Softness I Had to Earn
Some people are given softness freely. I am not one of them. For me, softness has always come with conditions—something I had to earn. I don’t trust it when it arrives too easily. I brace. I analyze. I wait for the part where I have to pay for it. But when I do trust it? When I finally let myself lean into it? That’s when I collapse. That’s when I feel the weight of how long I’ve been holding myself up.
Since childhood, I’ve been chasing softness like a reward. Praise, affection, even basic warmth—none of it felt guaranteed. So I learned to work for it. To shape myself around what people wanted. To earn my place in the room. And in kink, that pattern plays out in sharp relief. I like pain for what it does to me. I like it for what it offers my Dominant. But when someone praises me for taking it—really sees me in it—that’s when I light up. That’s when something in me quiets down. Like I’ve finally done enough to deserve being held.
I remember one time it didn’t come. The scene itself was intense—physical, demanding, the kind of play that should’ve ended with care. But instead, when it was over, everything turned clinical. We disinfected the toys. We chatted. He handed me wipes. I found out afterward that his other submissive was coming over later that day. He hadn’t told me before. And that moment—the casualness, the transition from intensity to sterilized small talk—felt like a door slamming shut. My body was still humming, still open, still aching. But he had already moved on. That was the aftercare. Not touch. Not praise. Not being held. Just cleanup and conversation, like we’d checked a box. Like I hadn’t just offered him every inch of me.
I didn’t cry. I didn’t even get angry. I just folded it into the part of me that already believed softness was optional—something extra, something you got if you didn’t make things complicated. I wiped down the toys like it was normal. Like it was fine. But inside, my body was still waiting. Still hoping for a touch, a word, something that said I see what this cost you. And when it didn’t come, I turned the ache inward.

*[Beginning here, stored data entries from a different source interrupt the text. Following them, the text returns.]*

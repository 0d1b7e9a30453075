//! Overlay patching and manifest rendering with `kustomize`.
//!
//! Both operations run with the overlay directory as the working directory:
//! `kustomize edit set image` pins each image, `kustomize build` prints the
//! rendered manifests on stdout.

use crate::error::{Error, Result, ResultExt};
use crate::exec::{CommandSpec, Executor};
use crate::progress::{PublishObserver, Stage};
use crate::types::ImageChange;
use crate::workspace::Workspace;
use std::fs;
use std::path::{Path, PathBuf};

/// Rendered manifests for one attempt.
#[derive(Debug, Clone, PartialEq, Eq)]
pub struct RenderedArtifact {
    bytes: Vec<u8>,
}

impl RenderedArtifact {
    /// Wrap rendered bytes.
    pub fn new(bytes: impl Into<Vec<u8>>) -> Self {
        Self {
            bytes: bytes.into(),
        }
    }

    /// Raw content.
    pub fn as_bytes(&self) -> &[u8] {
        &self.bytes
    }

    /// Size in bytes.
    pub fn len(&self) -> usize {
        self.bytes.len()
    }

    /// Whether the render produced nothing.
    pub fn is_empty(&self) -> bool {
        self.bytes.is_empty()
    }

    /// Write to `path`, replacing any existing file.
    pub fn write_to(&self, path: &Path) -> Result<()> {
        fs::write(path, &self.bytes).map_err(|e| Error::io(path, e))
    }
}

/// Driver for the `kustomize` binary.
#[derive(Debug, Clone)]
pub struct Kustomize {
    program: String,
}

impl Default for Kustomize {
    fn default() -> Self {
        Self::new("kustomize")
    }
}

impl Kustomize {
    /// Use `program` as the kustomize binary.
    pub fn new(program: impl Into<String>) -> Self {
        Self {
            program: program.into(),
        }
    }

    /// Pin one image in the overlay to `repo:tag`.
    pub fn set_image(
        &self,
        executor: &dyn Executor,
        workspace: &Workspace,
        overlay_dir: &Path,
        change: &ImageChange,
    ) -> Result<()> {
        let patch_error = |message: String| Error::Patch {
            image: change.reference(),
            message,
        };

        if !overlay_dir.is_dir() {
            return Err(patch_error(format!(
                "overlay directory {} does not exist",
                overlay_dir.display()
            )));
        }

        let spec = CommandSpec::new(&self.program)
            .args(["edit", "set", "image"])
            .arg(change.set_image_arg())
            .current_dir(overlay_dir);
        executor
            .run_checked(&spec, workspace)
            .map_err(|e| patch_error(e.to_string()))?;

        log::debug!("set image {} in {}", change, overlay_dir.display());
        Ok(())
    }

    /// Pin every image, in order, reporting each one to `observer`.
    pub fn set_images(
        &self,
        executor: &dyn Executor,
        workspace: &Workspace,
        overlay_dir: &Path,
        images: &[ImageChange],
        observer: &dyn PublishObserver,
    ) -> Result<()> {
        let total = images.len();
        for (index, change) in images.iter().enumerate() {
            observer.stage(&Stage::Patch { index, total });
            self.set_image(executor, workspace, overlay_dir, change)
                .with_context(|| {
                    format!("error setting image {change} in overlay {}", overlay_dir.display())
                })?;
        }
        Ok(())
    }

    /// Render the overlay. Any non-zero exit is a terminal failure.
    pub fn render(
        &self,
        executor: &dyn Executor,
        workspace: &Workspace,
        overlay_dir: &Path,
    ) -> Result<RenderedArtifact> {
        let render_error = |message: String| Error::Render {
            overlay: PathBuf::from(overlay_dir),
            message,
        };

        let spec = CommandSpec::new(&self.program)
            .arg("build")
            .current_dir(overlay_dir);
        let output = executor
            .run_checked(&spec, workspace)
            .map_err(|e| render_error(e.to_string()))?;

        let artifact = RenderedArtifact::new(output.stdout);
        log::debug!(
            "rendered {} bytes from {}",
            artifact.len(),
            overlay_dir.display()
        );
        Ok(artifact)
    }
}

#[cfg(test)]
mod tests {
    use super::*;
    use crate::error::ErrorCategory;
    use crate::exec::CommandOutput;
    use crate::progress::tests::CollectingObserver;
    use crate::testing::RecordingExecutor;
    use crate::workspace::WorkspaceManager;

    fn overlay_workspace() -> (tempfile::TempDir, Workspace, PathBuf) {
        let base = tempfile::tempdir().unwrap();
        let ws = WorkspaceManager::new().with_base(base.path()).acquire().unwrap();
        let overlay = ws.repo_dir().join("staging");
        fs::create_dir_all(&overlay).unwrap();
        (base, ws, overlay)
    }

    #[test]
    fn test_set_images_invokes_tool_once_per_change() {
        let (_base, ws, overlay) = overlay_workspace();
        let executor = RecordingExecutor::new();
        let images = vec![
            ImageChange::new("app", "v2"),
            ImageChange::new("ghcr.io/acme/worker", "1.4.0"),
            ImageChange::new("sidecar", "latest"),
        ];

        let observer = CollectingObserver::default();

        Kustomize::default()
            .set_images(&executor, &ws, &overlay, &images, &observer)
            .unwrap();

        let calls = executor.calls();
        assert_eq!(calls.len(), images.len());
        assert_eq!(calls[0].args, ["edit", "set", "image", "app=app:v2"]);
        assert_eq!(
            calls[1].args[3],
            "ghcr.io/acme/worker=ghcr.io/acme/worker:1.4.0"
        );
        assert_eq!(calls[2].args[3], "sidecar=sidecar:latest");
        assert!(calls.iter().all(|c| c.cwd.as_deref() == Some(overlay.as_path())));
        assert_eq!(
            *observer.stages.lock().unwrap(),
            [0, 1, 2].map(|index| Stage::Patch { index, total: 3 })
        );
    }

    #[test]
    fn test_set_image_missing_overlay_is_patch_error() {
        let (_base, ws, overlay) = overlay_workspace();
        let executor = RecordingExecutor::new();

        let err = Kustomize::default()
            .set_image(
                &executor,
                &ws,
                &overlay.join("missing"),
                &ImageChange::new("app", "v2"),
            )
            .unwrap_err();

        assert_eq!(err.category(), ErrorCategory::Patch);
        assert!(executor.calls().is_empty());
    }

    #[test]
    fn test_set_image_tool_failure_is_patch_error() {
        let (_base, ws, overlay) = overlay_workspace();
        let executor = RecordingExecutor::new().respond(&["edit"], |_| {
            CommandOutput::failure(1, "Error: Missing kustomization file")
        });

        let err = Kustomize::default()
            .set_image(&executor, &ws, &overlay, &ImageChange::new("app", "v2"))
            .unwrap_err();

        assert_eq!(err.category(), ErrorCategory::Patch);
        assert!(err.to_string().contains("Missing kustomization file"));
    }

    #[test]
    fn test_render_captures_stdout() {
        let (_base, ws, overlay) = overlay_workspace();
        let executor = RecordingExecutor::new()
            .respond(&["build"], |_| CommandOutput::success("kind: Deployment\n"));

        let artifact = Kustomize::new("/opt/bin/kustomize")
            .render(&executor, &ws, &overlay)
            .unwrap();

        assert_eq!(artifact.as_bytes(), b"kind: Deployment\n");
        assert_eq!(executor.calls()[0].program, "/opt/bin/kustomize");
    }

    #[test]
    fn test_render_failure_is_render_error() {
        let (_base, ws, overlay) = overlay_workspace();
        let executor = RecordingExecutor::new()
            .respond(&["build"], |_| CommandOutput::failure(1, "Error: accumulating resources"));

        let err = Kustomize::default()
            .render(&executor, &ws, &overlay)
            .unwrap_err();

        assert_eq!(err.category(), ErrorCategory::Render);
        assert!(!err.is_retryable());
    }

    #[test]
    fn test_artifact_write_replaces_file() {
        let dir = tempfile::tempdir().unwrap();
        let path = dir.path().join("all.yaml");
        fs::write(&path, "old content that is longer").unwrap();

        RenderedArtifact::new("new").write_to(&path).unwrap();
        assert_eq!(fs::read_to_string(&path).unwrap(), "new");
    }
}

I told myself I shouldn’t have needed anything. That needing was the mistake. That it was my fault for forgetting my place, for wanting more than what was offered. And it wasn’t new. It was just familiar—another quiet confirmation that if I wanted to be held, I had to be easy to hold.

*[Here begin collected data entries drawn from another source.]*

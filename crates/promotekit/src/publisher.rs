//! Branch publication state machine.
//!
//! After the overlay has been patched in the clone, [`BranchPublisher`]
//! walks through these states, one git (or kustomize) command per
//! transition:
//!
//! ```text
//! Cloned -> SourceCommitted -> SourcePushed -> Rendered
//!        -> TargetBranchResolved(Existing | Created) -> TargetCleaned
//!        -> ArtifactWritten -> TargetCommitted -> TargetPushed -> Done
//! ```
//!
//! A failed transition leaves the publisher in the last state it reached.
//! Nothing is rolled back: once `SourcePushed` is reached the source branch
//! keeps the new image tags even if publishing the rendered branch fails.
//!
//! The rendered branch is an orphan: it never shares history with the source
//! branch, and every commit on it replaces the whole tree with one file.

use crate::error::{Error, Result, ResultExt};
use crate::git::{BranchState, Git};
use crate::overlay::{Kustomize, RenderedArtifact};
use crate::progress::{PublishObserver, Stage};
use crate::types::{ImageChange, PromotionRequest, PromotionResult};
use std::fmt;
use std::fs;
use std::path::Path;

/// File name of the rendered manifests on the target branch.
pub const ARTIFACT_NAME: &str = "all.yaml";

const COMMIT_PREFIX: &str = "promoter:";

/// How the target branch was obtained.
#[derive(Debug, Clone, Copy, PartialEq, Eq)]
pub enum BranchOrigin {
    /// It already existed on the remote and was checked out.
    Existing,
    /// It did not exist and was created as an orphan.
    Created,
}

/// Where the publisher is.
#[derive(Debug, Clone, PartialEq, Eq)]
pub enum PublishState {
    /// Source branch cloned and overlay patched.
    Cloned,
    /// Overlay changes committed on the source branch.
    SourceCommitted,
    /// Source branch pushed. Nothing after this point is undone.
    SourcePushed,
    /// Overlay rendered; the artifact is held in memory.
    Rendered,
    /// Target branch checked out or created.
    TargetBranchResolved(BranchOrigin),
    /// Everything but `.git` removed from the work tree.
    TargetCleaned,
    /// Artifact written to the repository root.
    ArtifactWritten,
    /// Artifact committed on the target branch.
    TargetCommitted,
    /// Target branch pushed.
    TargetPushed,
    /// Published.
    Done {
        /// New commit of the target branch.
        commit: String,
    },
}

impl PublishState {
    /// Whether the state machine has finished.
    #[must_use]
    pub fn is_done(&self) -> bool {
        matches!(self, Self::Done { .. })
    }
}

impl fmt::Display for PublishState {
    fn fmt(&self, f: &mut fmt::Formatter<'_>) -> fmt::Result {
        match self {
            Self::Cloned => f.write_str("cloned source branch"),
            Self::SourceCommitted => f.write_str("committed overlay changes"),
            Self::SourcePushed => f.write_str("pushed source branch"),
            Self::Rendered => f.write_str("rendered manifests"),
            Self::TargetBranchResolved(BranchOrigin::Existing) => {
                f.write_str("checked out target branch")
            }
            Self::TargetBranchResolved(BranchOrigin::Created) => {
                f.write_str("created target branch")
            }
            Self::TargetCleaned => f.write_str("cleaned target branch"),
            Self::ArtifactWritten => f.write_str("wrote rendered manifests"),
            Self::TargetCommitted => f.write_str("committed target branch"),
            Self::TargetPushed => f.write_str("pushed target branch"),
            Self::Done { commit } => write!(f, "published {commit}"),
        }
    }
}

// =============================================================================
// Commit messages
// =============================================================================

fn push_bullets(message: &mut String, images: &[ImageChange]) {
    for image in images {
        message.push_str("\n * ");
        message.push_str(&image.reference());
    }
}

/// Message for the overlay commit on the source branch.
pub fn source_commit_message(target_branch: &str, images: &[ImageChange]) -> String {
    if let [image] = images {
        return format!("{COMMIT_PREFIX} updating {target_branch} to use image {image}");
    }
    let mut message = format!("{COMMIT_PREFIX} updating {target_branch} to use new images");
    push_bullets(&mut message, images);
    message
}

/// Message for the artifact commit on the target branch.
pub fn target_commit_message(images: &[ImageChange]) -> String {
    if let [image] = images {
        return format!("{COMMIT_PREFIX} updating to use new image {image}");
    }
    let mut message = format!("{COMMIT_PREFIX} updating to use new images");
    push_bullets(&mut message, images);
    message
}

/// Message for the empty root commit of a new target branch.
pub fn orphan_root_message(target_branch: &str) -> String {
    format!("{COMMIT_PREFIX} initializing rendered branch {target_branch}")
}

// =============================================================================
// Cleanup
// =============================================================================

/// Remove every top-level entry of `repo_dir` except `.git`.
pub fn clean_root(repo_dir: &Path) -> Result<()> {
    let entries = fs::read_dir(repo_dir).map_err(|e| Error::io(repo_dir, e))?;
    for entry in entries {
        let entry = entry.map_err(|e| Error::io(repo_dir, e))?;
        if entry.file_name() == ".git" {
            continue;
        }

        let path = entry.path();
        let file_type = entry.file_type().map_err(|e| Error::io(&path, e))?;
        if file_type.is_dir() {
            fs::remove_dir_all(&path)
        } else {
            fs::remove_file(&path)
        }
        .map_err(|e| Error::io(&path, e))?;
    }
    Ok(())
}

// =============================================================================
// Publisher
// =============================================================================

/// Publishes a patched clone: source branch first, then the rendered branch.
pub struct BranchPublisher<'a> {
    git: Git<'a>,
    kustomize: &'a Kustomize,
    request: &'a PromotionRequest,
    artifact_name: String,
    artifact: Option<RenderedArtifact>,
    state: PublishState,
}

impl<'a> BranchPublisher<'a> {
    /// Start from a freshly cloned and patched repository.
    pub fn new(git: Git<'a>, kustomize: &'a Kustomize, request: &'a PromotionRequest) -> Self {
        Self {
            git,
            kustomize,
            request,
            artifact_name: ARTIFACT_NAME.to_string(),
            artifact: None,
            state: PublishState::Cloned,
        }
    }

    /// Write the rendered manifests under a different file name.
    pub fn with_artifact_name(mut self, name: impl Into<String>) -> Self {
        self.artifact_name = name.into();
        self
    }

    /// The state reached so far.
    pub fn state(&self) -> &PublishState {
        &self.state
    }

    /// Perform the next transition.
    ///
    /// On failure the state is left unchanged. Stepping a finished publisher
    /// does nothing.
    pub fn step(&mut self) -> Result<&PublishState> {
        let next = self.transition()?;
        log::debug!(
            "repo={} branch={}: {}",
            self.request.repo_url,
            self.request.target_branch,
            next
        );
        self.state = next;
        Ok(&self.state)
    }

    /// Step until done, reporting every state reached to `observer`.
    pub fn run(mut self, observer: &dyn PublishObserver) -> Result<PromotionResult> {
        observer.stage(&Stage::Publish(self.state.clone()));
        loop {
            let state = self.step()?;
            observer.stage(&Stage::Publish(state.clone()));
            if let PublishState::Done { commit } = state {
                return Ok(PromotionResult {
                    commit: commit.clone(),
                });
            }
        }
    }

    fn transition(&mut self) -> Result<PublishState> {
        let request = self.request;
        let source = request.source_branch.as_str();
        let target = request.target_branch.as_str();
        let url = request.repo_url.as_str();

        let next = match self.state.clone() {
            PublishState::Cloned => {
                self.git
                    .commit_all(&source_commit_message(target, &request.images))
                    .with_context(|| format!("error committing changes to branch {source:?}"))?;
                PublishState::SourceCommitted
            }
            PublishState::SourceCommitted => {
                self.git
                    .push_head()
                    .with_context(|| format!("error pushing branch {source:?} of {url}"))?;
                PublishState::SourcePushed
            }
            PublishState::SourcePushed => {
                let overlay_dir = self.git.workspace().repo_dir().join(request.overlay_path());
                let artifact = self
                    .kustomize
                    .render(self.git.executor(), self.git.workspace(), &overlay_dir)
                    .with_context(|| format!("error rendering branch {target:?}"))?;
                self.artifact = Some(artifact);
                PublishState::Rendered
            }
            PublishState::Rendered => {
                let origin = self.resolve_target()?;
                PublishState::TargetBranchResolved(origin)
            }
            PublishState::TargetBranchResolved(_) => {
                clean_root(&self.git.workspace().repo_dir())
                    .with_context(|| format!("error cleaning branch {target:?}"))?;
                PublishState::TargetCleaned
            }
            PublishState::TargetCleaned => {
                let path = self.git.workspace().repo_dir().join(&self.artifact_name);
                self.artifact
                    .as_ref()
                    .ok_or_else(|| Error::Render {
                        overlay: request.overlay_path().to_path_buf(),
                        message: "no rendered artifact to write".to_string(),
                    })
                    .and_then(|artifact| artifact.write_to(&path))
                    .with_context(|| format!("error writing manifests to branch {target:?}"))?;
                PublishState::ArtifactWritten
            }
            PublishState::ArtifactWritten => {
                self.git
                    .add_all()
                    .and_then(|()| self.git.commit(&target_commit_message(&request.images)))
                    .with_context(|| format!("error committing changes to branch {target:?}"))?;
                PublishState::TargetCommitted
            }
            PublishState::TargetCommitted => {
                self.git
                    .push_branch(target)
                    .with_context(|| format!("error pushing branch {target:?} of {url}"))?;
                PublishState::TargetPushed
            }
            PublishState::TargetPushed => {
                let commit = self
                    .git
                    .rev_parse_head()
                    .with_context(|| format!("error reading commit of branch {target:?}"))?;
                PublishState::Done { commit }
            }
            done @ PublishState::Done { .. } => done,
        };
        Ok(next)
    }

    fn resolve_target(&self) -> Result<BranchOrigin> {
        let request = self.request;
        let target = request.target_branch.as_str();

        let state = self
            .git
            .branch_exists(&request.repo_url, target)
            .with_context(|| format!("error checking if branch {target:?} exists"))?;

        match state {
            BranchState::Exists => {
                self.git
                    .checkout(target)
                    .with_context(|| format!("error checking out branch {target:?}"))?;
                Ok(BranchOrigin::Existing)
            }
            BranchState::NotFound => {
                log::info!("branch {target:?} does not exist on remote, creating it");
                self.git
                    .checkout_orphan(target)
                    .and_then(|()| self.git.clear_index())
                    .and_then(|()| self.git.commit(&orphan_root_message(target)))
                    .with_context(|| format!("error creating branch {target:?}"))?;
                Ok(BranchOrigin::Created)
            }
        }
    }
}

I’m starting to notice it sooner now—the way I shrink when someone offers me care I didn’t earn. The way I still brace for the moment it’s taken back. I don’t always stop it. I still chase the high of being praised after pain. I still find myself softening for people who only reach for me when they want something intense. But I’m learning to tell the difference between being seen and being used. Between being comforted and being quieted. And maybe—slowly—I’m trying to believe that I could be offered softness at the start. Not because I bled. Not because I broke. But because I’m mine before I’m anyone else’s.